Forrest runs the inn along with his incapacitated dad and the hotel manager. They have several regular guests staying with them who are there for adventure, and Margot’s sister has roped her into trying some of these events. For every event she completes, Forrest has a letter from her sister for Margot. Margot has always taken care of her sister, who has severe health issues, and she really needs the income from another book to help pay medical bills. So Margot decides to write a mystery, seeing if she can capture the same magic as her romance novels did. Her agent is on board, but the first problem is that Margot is not really familiar with the mystery genre or the terminology generally used in those types of books, and without the internet, she is sort of stuck. But she plots and schemes and writes anyway, figuring she’ll fix any technicalities later.

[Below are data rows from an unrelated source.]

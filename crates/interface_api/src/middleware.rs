//! API middleware

use axum::{
    body::Body,
    extract::State,
    http::{Request, StatusCode},
    middleware::Next,
    response::Response,
};
use chrono::Utc;
use tracing::{info, warn};

use domain_claims::Principal;

use crate::AppState;

/// Authentication middleware
///
/// Validates JWT tokens and stashes the resolved principal in the request
/// extensions for handlers to extract.
pub async fn auth_middleware(
    State(state): State<AppState>,
    mut request: Request<Body>,
    next: Next,
) -> Result<Response, StatusCode> {
    let auth_header = request
        .headers()
        .get("Authorization")
        .and_then(|h| h.to_str().ok());

    let token = match auth_header {
        Some(header) if header.starts_with("Bearer ") => &header[7..],
        _ => {
            warn!("Missing or invalid Authorization header");
            return Err(StatusCode::UNAUTHORIZED);
        }
    };

    let claims = match crate::auth::validate_token(token, &state.config.jwt_secret) {
        Ok(claims) => claims,
        Err(e) => {
            warn!("Token validation failed: {:?}", e);
            return Err(StatusCode::UNAUTHORIZED);
        }
    };

    match claims.principal() {
        Ok(principal) => {
            request.extensions_mut().insert(principal);
            Ok(next.run(request).await)
        }
        Err(e) => {
            warn!("Token claims rejected: {:?}", e);
            Err(StatusCode::UNAUTHORIZED)
        }
    }
}

/// Audit logging middleware
///
/// Logs all API requests for compliance and debugging
pub async fn audit_middleware(
    State(_state): State<AppState>,
    request: Request<Body>,
    next: Next,
) -> Response {
    let method = request.method().clone();
    let uri = request.uri().clone();
    let user_id = request
        .extensions()
        .get::<Principal>()
        .map(|p| p.id.to_string())
        .unwrap_or_else(|| "anonymous".to_string());

    let start = Utc::now();

    let response = next.run(request).await;

    let duration = Utc::now() - start;
    let status = response.status();

    info!(
        method = %method,
        uri = %uri,
        user = %user_id,
        status = %status.as_u16(),
        duration_ms = duration.num_milliseconds(),
        "API request"
    );

    response
}
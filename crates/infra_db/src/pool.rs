//! Database connection pool management
//!
//! Connection pool configuration and creation for PostgreSQL using SQLx.

use sqlx::postgres::{PgPool, PgPoolOptions};
use std::time::Duration;
use tracing::info;

use crate::error::DatabaseError;

/// Type alias for the PostgreSQL connection pool
pub type DatabasePool = PgPool;

/// Configuration options for the database connection pool
///
/// # Example
///
/// ```rust
/// use std::time::Duration;
/// use infra_db::DatabaseConfig;
///
/// let config = DatabaseConfig::new("postgres://localhost/claims")
///     .max_connections(20)
///     .connect_timeout(Duration::from_secs(10));
/// ```
#[derive(Debug, Clone)]
pub struct DatabaseConfig {
    /// PostgreSQL connection string
    pub url: String,
    /// Maximum number of connections in the pool
    pub max_connections: u32,
    /// Minimum number of connections to maintain
    pub min_connections: u32,
    /// Connection timeout duration
    pub connect_timeout: Duration,
    /// Maximum lifetime of a connection
    pub max_lifetime: Duration,
    /// Idle timeout before closing a connection
    pub idle_timeout: Duration,
}

impl DatabaseConfig {
    /// Creates a new database configuration with sensible defaults
    pub fn new(url: impl Into<String>) -> Self {
        Self {
            url: url.into(),
            max_connections: 10,
            min_connections: 2,
            connect_timeout: Duration::from_secs(30),
            max_lifetime: Duration::from_secs(30 * 60),
            idle_timeout: Duration::from_secs(10 * 60),
        }
    }

    /// Sets the maximum number of connections in the pool (default: 10)
    pub fn max_connections(mut self, max: u32) -> Self {
        self.max_connections = max;
        self
    }

    /// Sets the minimum number of connections to maintain (default: 2)
    pub fn min_connections(mut self, min: u32) -> Self {
        self.min_connections = min;
        self
    }

    /// Sets the connection timeout duration (default: 30s)
    pub fn connect_timeout(mut self, timeout: Duration) -> Self {
        self.connect_timeout = timeout;
        self
    }

    /// Sets the maximum lifetime of a connection (default: 30 min)
    pub fn max_lifetime(mut self, lifetime: Duration) -> Self {
        self.max_lifetime = lifetime;
        self
    }

    /// Sets the idle timeout before closing a connection (default: 10 min)
    pub fn idle_timeout(mut self, timeout: Duration) -> Self {
        self.idle_timeout = timeout;
        self
    }
}

impl Default for DatabaseConfig {
    fn default() -> Self {
        Self::new("postgres://localhost/claims")
    }
}

/// Creates a database connection pool with the given configuration
///
/// # Errors
///
/// Returns `DatabaseError::ConnectionFailed` if the pool cannot be created
pub async fn create_pool(config: DatabaseConfig) -> Result<DatabasePool, DatabaseError> {
    info!(
        "Creating database pool with max_connections={}, min_connections={}",
        config.max_connections, config.min_connections
    );

    let pool = PgPoolOptions::new()
        .max_connections(config.max_connections)
        .min_connections(config.min_connections)
        .acquire_timeout(config.connect_timeout)
        .max_lifetime(config.max_lifetime)
        .idle_timeout(config.idle_timeout)
        .connect(&config.url)
        .await
        .map_err(|e| DatabaseError::ConnectionFailed(e.to_string()))?;

    info!("Database pool created successfully");
    Ok(pool)
}
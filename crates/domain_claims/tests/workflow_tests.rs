//! Cross-crate workflow tests
//!
//! End-to-end scenarios over the service and the in-memory adapters,
//! from submission through decision to the HR report.

use std::sync::Arc;

use rust_decimal_macros::dec;

use core_kernel::{Currency, Money};
use domain_claims::{ClaimService, ClaimStatus, DocumentUpload};
use test_utils::{ClaimFixtures, InMemoryClaimStore, InMemoryDocumentStore, PrincipalFixtures};

mod submission_to_report_workflow {
    use super::*;
    use domain_claims::ClaimDraft;

    fn service() -> (ClaimService, Arc<InMemoryClaimStore>) {
        let store = Arc::new(InMemoryClaimStore::new());
        let docs = Arc::new(InMemoryDocumentStore::new());
        (ClaimService::new(store.clone(), docs), store)
    }

    /// A lecturer submits, a coordinator approves, HR reports
    #[tokio::test]
    async fn test_full_claim_lifecycle() {
        let (service, _store) = service();
        let lecturer = PrincipalFixtures::lecturer();

        let claim = service
            .submit(&lecturer, ClaimFixtures::modest_draft(), ClaimFixtures::pdf_upload())
            .await
            .unwrap();
        assert_eq!(claim.status, ClaimStatus::Pending);

        let coordinator = PrincipalFixtures::coordinator();
        let pending = service.list_pending(&coordinator).await.unwrap();
        assert_eq!(pending.len(), 1);

        let approved = service.approve(&coordinator, claim.id).await.unwrap();
        assert_eq!(approved.status, ClaimStatus::Approved);

        let csv = service
            .approved_claims_report(&PrincipalFixtures::hr())
            .await
            .unwrap();
        assert_eq!(csv.trim_end().lines().count(), 2);
        assert!(csv.contains(&claim.id.to_string()));
    }

    /// Over-ceiling submissions never reach the review queue
    #[tokio::test]
    async fn test_excessive_claim_skips_the_queue() {
        let (service, _store) = service();

        let claim = service
            .submit(
                &PrincipalFixtures::lecturer(),
                ClaimFixtures::excessive_draft(),
                ClaimFixtures::pdf_upload(),
            )
            .await
            .unwrap();
        assert_eq!(claim.status, ClaimStatus::Rejected);

        let pending = service
            .list_pending(&PrincipalFixtures::manager())
            .await
            .unwrap();
        assert!(pending.is_empty());
    }

    /// A rejected upload leaves no trace in either store
    #[tokio::test]
    async fn test_invalid_document_leaves_no_state() {
        let store = Arc::new(InMemoryClaimStore::new());
        let docs = Arc::new(InMemoryDocumentStore::new());
        let service = ClaimService::new(store.clone(), docs.clone());

        let draft = ClaimDraft {
            lecturer_name: "John Doe".to_string(),
            hours_worked: dec!(10),
            hourly_rate: Money::new(dec!(20), Currency::ZAR),
            notes: None,
        };
        let oversized = DocumentUpload::new("big.pdf", vec![0u8; 5 * 1024 * 1024 + 1]);

        let result = service
            .submit(&PrincipalFixtures::lecturer(), draft, oversized)
            .await;

        assert!(result.is_err());
        assert!(store.is_empty());
        assert!(docs.is_empty());
    }
}
//! Roles and capability checks
//!
//! Authorization is a pure membership check over the caller's roles,
//! independent of how the principal was authenticated. The HTTP layer
//! builds a [`Principal`] from the verified token; the service enforces
//! the required role set before running any operation.

use serde::{Deserialize, Serialize};

use core_kernel::LecturerId;

/// Roles recognised by the claim workflow
#[derive(Debug, Clone, Copy, PartialEq, Eq, Hash, Serialize, Deserialize)]
pub enum Role {
    Lecturer,
    Coordinator,
    Manager,
    Hr,
}

impl Role {
    pub fn as_str(&self) -> &'static str {
        match self {
            Role::Lecturer => "Lecturer",
            Role::Coordinator => "Coordinator",
            Role::Manager => "Manager",
            Role::Hr => "HR",
        }
    }
}

impl std::fmt::Display for Role {
    fn fmt(&self, f: &mut std::fmt::Formatter<'_>) -> std::fmt::Result {
        f.write_str(self.as_str())
    }
}

impl std::str::FromStr for Role {
    type Err = String;

    fn from_str(s: &str) -> Result<Self, Self::Err> {
        // "Co-ordinator" appears in older role assignments
        match s {
            "Lecturer" => Ok(Role::Lecturer),
            "Coordinator" | "Co-ordinator" => Ok(Role::Coordinator),
            "Manager" => Ok(Role::Manager),
            "HR" | "Hr" => Ok(Role::Hr),
            other => Err(format!("Unknown role: {}", other)),
        }
    }
}

/// Roles allowed to approve, reject, or delete claims
pub const DECIDER_ROLES: &[Role] = &[Role::Coordinator, Role::Manager];

/// Roles allowed to view every claim in the system
pub const VIEW_ALL_ROLES: &[Role] = &[Role::Hr, Role::Manager, Role::Coordinator];

/// The authenticated identity making a request
#[derive(Debug, Clone, PartialEq, Eq)]
pub struct Principal {
    /// Stable identifier; for lecturers this is the id stamped on their claims
    pub id: LecturerId,
    /// Display name
    pub name: String,
    /// Role memberships
    pub roles: Vec<Role>,
}

impl Principal {
    pub fn new(id: LecturerId, name: impl Into<String>, roles: Vec<Role>) -> Self {
        Self {
            id,
            name: name.into(),
            roles,
        }
    }

    /// True if the principal holds any of the required roles
    pub fn has_any_role(&self, required: &[Role]) -> bool {
        self.roles.iter().any(|r| required.contains(r))
    }

    pub fn is_lecturer(&self) -> bool {
        self.has_any_role(&[Role::Lecturer])
    }

    pub fn can_decide(&self) -> bool {
        self.has_any_role(DECIDER_ROLES)
    }

    pub fn can_view_all(&self) -> bool {
        self.has_any_role(VIEW_ALL_ROLES)
    }
}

Meanwhile, Margot and Forrest spend time together, and the attraction is real. They go through several romance tropes, laughing all the way from no connection with the outside world for six weeks to forced proximity to enemies-to-lovers to sleeping in one tent and so forth, and it is a brilliant plot device. This is a laugh-out-loud romcom with some real heat, and it is definitely going to make my list of the best books of the year. Don’t miss it!
4/2025 Stacy Alesi, AKA the BookBitch
ANY TROPE BUT YOU by Victoria Lavine. Atria Books (April 1, 2025). ISBN: 978-1668079270. 336p.